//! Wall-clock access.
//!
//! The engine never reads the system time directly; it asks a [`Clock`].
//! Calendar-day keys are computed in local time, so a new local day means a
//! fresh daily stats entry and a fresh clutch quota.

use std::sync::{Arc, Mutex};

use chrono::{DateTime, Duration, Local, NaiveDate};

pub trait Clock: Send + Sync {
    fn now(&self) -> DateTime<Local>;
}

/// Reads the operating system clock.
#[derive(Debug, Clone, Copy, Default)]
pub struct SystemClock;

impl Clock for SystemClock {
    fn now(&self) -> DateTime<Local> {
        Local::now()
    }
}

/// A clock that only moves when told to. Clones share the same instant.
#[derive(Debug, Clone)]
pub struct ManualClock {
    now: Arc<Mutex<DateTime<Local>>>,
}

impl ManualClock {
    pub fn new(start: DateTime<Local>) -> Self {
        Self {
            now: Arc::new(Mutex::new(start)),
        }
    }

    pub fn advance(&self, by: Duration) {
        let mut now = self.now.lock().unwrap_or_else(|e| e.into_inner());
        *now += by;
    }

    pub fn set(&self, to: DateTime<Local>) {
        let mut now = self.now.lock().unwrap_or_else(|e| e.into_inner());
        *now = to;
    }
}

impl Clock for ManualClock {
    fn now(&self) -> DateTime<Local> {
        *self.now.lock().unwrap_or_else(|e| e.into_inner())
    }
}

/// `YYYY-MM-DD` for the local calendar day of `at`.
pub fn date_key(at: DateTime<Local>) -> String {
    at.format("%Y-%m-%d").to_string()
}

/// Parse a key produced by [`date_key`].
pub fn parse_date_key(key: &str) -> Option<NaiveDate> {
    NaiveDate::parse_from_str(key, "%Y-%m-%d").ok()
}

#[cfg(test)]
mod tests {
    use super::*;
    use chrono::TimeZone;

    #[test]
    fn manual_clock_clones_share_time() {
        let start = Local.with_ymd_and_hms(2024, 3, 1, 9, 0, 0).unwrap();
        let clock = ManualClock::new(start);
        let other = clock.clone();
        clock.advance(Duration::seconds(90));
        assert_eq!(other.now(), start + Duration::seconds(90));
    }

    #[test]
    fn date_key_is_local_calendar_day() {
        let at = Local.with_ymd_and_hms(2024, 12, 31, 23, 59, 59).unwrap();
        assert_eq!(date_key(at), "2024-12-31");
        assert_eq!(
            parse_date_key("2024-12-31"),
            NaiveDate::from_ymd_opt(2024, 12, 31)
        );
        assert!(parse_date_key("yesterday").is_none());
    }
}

§

Scan the listing above, and wherever a line holds the string "start", copy that line.

## Result for this task
    pub fn new(start: DateTime<Local>) -> Self {
            now: Arc::new(Mutex::new(start)),
        let start = Local.with_ymd_and_hms(2024, 3, 1, 9, 0, 0).unwrap();
        let clock = ManualClock::new(start);
        assert_eq!(other.now(), start + Duration::seconds(90));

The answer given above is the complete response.